Bug 1209148 - Stop using short-life token for internal REST API auth, which is problematic especially on My Dashboard, and rely on login cookie instead

[kyoshino]

Description

• Internal Bugzilla_api_token is problematic and redundant. The existing login cookie can be used instead for API auth.
• Public Bugzilla_token is a different thing, and it should not be affected by this change.

Bug

Bug 1209148 - Stop using short-life token for internal REST API auth, which is problematic especially on My Dashboard, and rely on login cookie instead

[kyoshino]

So... I tried, and looks like this is working. The real culprit is $login_cookie = '' in Cookie.pm.

[kyoshino]

/rest/bug/attachment/${id} I want to use for Bug 1496207 doesn't work when the Bugzilla_api_token param is set in the query string. It's a PUT request. I would like to this PR get reviewed and merged so the problem should be gone.

The requested method 'Bugzilla::Attachment::set_Bugzilla_api_token' was not found.

[kyoshino]

I just encountered the invalid token error on My Dashboard 😐

[floatingatoll]

I encountered this today after updating Nightly (I skipped the broken-cookie build), and am glad to see we're resolving it.

[kyoshino]

This is basically a removal so no code review needed. Just want to make sure this works as expected and no security issues introduced.

[floatingatoll]

@kyoshino What circumstances can activate this code block today?

https://github.com/mozilla-bteam/bmo/pull/782/files#diff-e432c9f5510c145bfbb4a9eb373e5209L107

            # forbid logging in with a cookie if only api-keys are allowed
            if (i_am_webservice() && !$is_internal) {

[kyoshino]

I meant: no review for newly added code is required...

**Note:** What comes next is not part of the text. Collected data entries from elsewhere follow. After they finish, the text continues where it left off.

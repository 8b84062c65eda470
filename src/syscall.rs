//! Syscall gateway
//!
//! User tasks reach the kernel through one software-interrupt vector. The
//! operation number arrives in `eax`, up to three arguments in `ebx`,
//! `ecx`, `edx`, and the result goes back into the frame's saved `eax`.
//!
//! Pointer arguments are segment-relative offsets, not flat addresses.
//! Every one of them passes through [`translate`], which rebases against
//! the caller's data-segment base and rejects anything reaching past the
//! segment limit. This is the only place user-supplied addresses are ever
//! turned into kernel pointers.

use crate::exec;
use crate::fs::{FileHandle, Filesystem, OpenFile, OpenFlags, Whence};
use crate::heap::KernelHeap;
use crate::interrupt::TrapFrame;
use crate::scheduler::Scheduler;
use crate::task::TaskRecord;
use crate::types::{KernError, KernResult, Pid};

pub const OP_GETPID: usize = 0;
pub const OP_WRITE: usize = 1;
pub const OP_READ: usize = 2;
pub const OP_OPEN: usize = 3;
pub const OP_CLOSE: usize = 4;
pub const OP_LSEEK: usize = 5;
pub const OP_UNLINK: usize = 6;
pub const OP_CREATE_PROCESS: usize = 7;
pub const OP_WAIT: usize = 8;
pub const OP_EXIT: usize = 9;
pub const OP_SBRK: usize = 10;

/// Longest path accepted from a caller
pub const MAX_PATH: usize = 128;
/// Longest command line accepted from a caller
pub const MAX_CMDLINE: usize = 256;

/// Rebase a caller-relative pointer into a kernel address
///
/// Kernel-view tasks address the flat space directly, so the offset passes
/// through unchanged. For user tasks `[offset, offset + len)` must lie
/// inside the data segment the task's own descriptor defines.
pub fn translate(task: &TaskRecord, offset: usize, len: usize) -> KernResult<usize> {
    if !task.is_user {
        return Ok(offset);
    }
    let seg_size = task.ldt.data().decoded_limit() + 1;
    if offset.saturating_add(len) > seg_size {
        return Err(KernError::BadAddress);
    }
    Ok(task.ds_base + offset)
}

/// Copy a NUL-terminated string out of the caller's data segment
///
/// Bounded by both the capacity `N` and the segment limit; a string that
/// runs to either bound without a terminator is a bad address.
fn read_caller_str<const N: usize>(
    task: &TaskRecord,
    offset: usize,
) -> KernResult<heapless::String<N>> {
    let mut s = heapless::String::new();
    for i in 0..=N {
        let addr = translate(task, offset + i, 1)?;
        let byte = unsafe { (addr as *const u8).read() };
        if byte == 0 {
            return Ok(s);
        }
        s.push(byte as char).map_err(|_| KernError::BadAddress)?;
    }
    Err(KernError::BadAddress)
}

fn current<'a>(sched: &'a mut Scheduler) -> KernResult<&'a mut TaskRecord> {
    sched.current_mut().ok_or(KernError::NoSuchTask)
}

// ============================================================================
// Operations
// ============================================================================

fn op_getpid(sched: &mut Scheduler) -> KernResult<usize> {
    Ok(current(sched)?.pid.0 as usize)
}

fn op_write(
    sched: &mut Scheduler,
    fs: &dyn Filesystem,
    fd: usize,
    offset: usize,
    len: usize,
) -> KernResult<usize> {
    let addr = translate(current(sched)?, offset, len)?;
    let buf = unsafe { core::slice::from_raw_parts(addr as *const u8, len) };

    let task = current(sched)?;
    match task.fd(fd)? {
        FileHandle::Stdout | FileHandle::Stderr => {
            Ok(crate::console::with_console(|con| con.write_bytes(buf)))
        }
        FileHandle::Stdin => Err(KernError::BadFileDescriptor),
        FileHandle::File(open) => {
            if !open.flags.writable() {
                return Err(KernError::NotPermitted);
            }
            let n = fs.write(&mut open.info, open.pos, buf)?;
            open.pos += n;
            Ok(n)
        }
    }
}

fn op_read(
    sched: &mut Scheduler,
    fs: &dyn Filesystem,
    fd: usize,
    offset: usize,
    len: usize,
) -> KernResult<usize> {
    let addr = translate(current(sched)?, offset, len)?;
    let buf = unsafe { core::slice::from_raw_parts_mut(addr as *mut u8, len) };

    let task = current(sched)?;
    match task.fd(fd)? {
        // No input collaborator is wired up; reads report end of stream
        FileHandle::Stdin => Ok(0),
        FileHandle::Stdout | FileHandle::Stderr => Err(KernError::BadFileDescriptor),
        FileHandle::File(open) => {
            if !open.flags.readable() {
                return Err(KernError::NotPermitted);
            }
            let n = fs.read(&open.info, open.pos, buf)?;
            open.pos += n;
            Ok(n)
        }
    }
}

fn op_open(
    sched: &mut Scheduler,
    fs: &dyn Filesystem,
    path_off: usize,
    raw_flags: usize,
) -> KernResult<usize> {
    let task = current(sched)?;
    let path: heapless::String<MAX_PATH> = read_caller_str(task, path_off)?;
    let flags = OpenFlags(raw_flags as u32);
    let info = fs.open(path.as_str(), flags)?;
    task.bind_fd(FileHandle::File(OpenFile {
        info,
        pos: 0,
        flags,
    }))
}

fn op_close(sched: &mut Scheduler, fd: usize) -> KernResult<usize> {
    current(sched)?.close_fd(fd)?;
    Ok(0)
}

fn op_lseek(sched: &mut Scheduler, fd: usize, offset: isize, raw_whence: usize) -> KernResult<usize> {
    let whence = Whence::from_raw(raw_whence)?;
    match current(sched)?.fd(fd)? {
        FileHandle::File(open) => open.seek(offset, whence),
        _ => Err(KernError::BadFileDescriptor),
    }
}

fn op_unlink(sched: &mut Scheduler, fs: &dyn Filesystem, path_off: usize) -> KernResult<usize> {
    let path: heapless::String<MAX_PATH> = read_caller_str(current(sched)?, path_off)?;
    fs.unlink(path.as_str())?;
    Ok(0)
}

fn op_create_process(
    sched: &mut Scheduler,
    heap: &mut KernelHeap,
    fs: &dyn Filesystem,
    path_off: usize,
    cmdline_off: usize,
    cwd_off: usize,
) -> KernResult<usize> {
    let (path, cmdline, cwd) = {
        let task = current(sched)?;
        let path: heapless::String<MAX_PATH> = read_caller_str(task, path_off)?;
        let cmdline: heapless::String<MAX_CMDLINE> = if cmdline_off == 0 {
            heapless::String::new()
        } else {
            read_caller_str(task, cmdline_off)?
        };
        // A null cwd pointer means the child starts where the parent is
        let cwd: heapless::String<MAX_PATH> = if cwd_off == 0 {
            let mut inherited = heapless::String::new();
            let _ = inherited.push_str(task.cwd.as_str());
            inherited
        } else {
            read_caller_str(task, cwd_off)?
        };
        (path, cmdline, cwd)
    };
    let pid = exec::create_process(
        sched,
        heap,
        fs,
        path.as_str(),
        cmdline.as_str(),
        cwd.as_str(),
    )?;
    Ok(pid.0 as usize)
}

fn op_wait(sched: &mut Scheduler, heap: &mut KernelHeap, pid: Pid) -> KernResult<usize> {
    loop {
        if let Some(value) = sched.reap(heap, pid)? {
            return Ok(value as usize);
        }
        // Yield until the child exits; the next tick resumes the poll
        sched.switch();
    }
}

fn op_sbrk(sched: &mut Scheduler, heap: &mut KernelHeap, increment: isize) -> KernResult<usize> {
    exec::sbrk(current(sched)?, heap, increment)
}

// ============================================================================
// Dispatch
// ============================================================================

/// Decode and execute one syscall against explicit collaborators
///
/// The result (or an errno-style `-1`) is written into the frame's saved
/// `eax`, which the interrupt return restores into the caller's register.
/// Unknown operation numbers return 0.
pub fn dispatch(
    sched: &mut Scheduler,
    heap: &mut KernelHeap,
    fs: &dyn Filesystem,
    frame: &mut TrapFrame,
) {
    let (b, c, d) = (frame.ebx, frame.ecx, frame.edx);
    let result = match frame.eax {
        OP_GETPID => op_getpid(sched),
        OP_WRITE => op_write(sched, fs, b, c, d),
        OP_READ => op_read(sched, fs, b, c, d),
        OP_OPEN => op_open(sched, fs, b, c),
        OP_CLOSE => op_close(sched, b),
        OP_LSEEK => op_lseek(sched, b, c as isize, d),
        OP_UNLINK => op_unlink(sched, fs, b),
        OP_CREATE_PROCESS => op_create_process(sched, heap, fs, b, c, d),
        OP_WAIT => op_wait(sched, heap, Pid(b as u32)),
        OP_EXIT => {
            sched.exit_current(b as i32);
            Ok(0)
        }
        OP_SBRK => op_sbrk(sched, heap, b as isize),
        _ => Ok(0),
    };
    frame.eax = match result {
        Ok(value) => value,
        Err(e) => e.to_errno() as usize,
    };
}

/// Entry point hooked on the software-interrupt vector
///
/// `exit` and `wait` suspend the caller, so they go through the
/// scheduler's switching forms instead of the in-place dispatch.
pub fn syscall_entry(frame: &mut TrapFrame) {
    match frame.eax {
        OP_EXIT => crate::scheduler::exit(frame.ebx as i32),
        OP_WAIT => {
            frame.eax = match crate::scheduler::wait(Pid(frame.ebx as u32)) {
                Ok(value) => value as usize,
                Err(e) => e.to_errno() as usize,
            };
        }
        // Lock order is heap, then scheduler, matching the scheduler's
        // own create/wait paths.
        _ => crate::heap::with_heap(|heap| {
            crate::scheduler::with_scheduler(|sched| {
                dispatch(sched, heap, crate::startup::boot_filesystem(), frame);
            })
        }),
    }
}

/// Hook the gateway onto its vector
pub fn init() {
    crate::interrupt::register_interrupt_handler(crate::interrupt::SYSCALL_VECTOR, syscall_entry);
}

And I think removing the forbid logging in with a cookie if only api-keys are allowed part is the right thing. It is the source of the issue, and we will instead rely on cookies.

[floatingatoll]

(I'd planned to ask that question in any case, but thank you for clarifying all the same!)

[kyoshino]

Maybe @floatingatoll is right. That particular part should not be removed after all. I'm reverting it and only remove the is_internal check. But hmm, what happens then? I wasn't aware of the api_key_only setting.

[dylanwh]

I think api_key only might just have been for preventing CSRF attacks, which is now mitigated by SameSite cookies.

[kyoshino]

So can we remove the api_key_only setting also?

[dklawren]

https://github.com/mozilla-bteam/bmo/blob/master/docs/en/rst/api/core/v1/general.rst

mentions Bugzilla_token and short form token= so the docs need to be updated as well.

[kyoshino]

It’s very confusing but Bugzilla_token or token is a long-life token which is different from the undocumented Bugzilla_api_token param for internal API calls. We are going to only remove the latter in favour of cookies.

[dylanwh]

since dkl requeted changes, I'll do the same so this drops off my radar.

[kyoshino]

This PR needs to be updated once #917 is merged.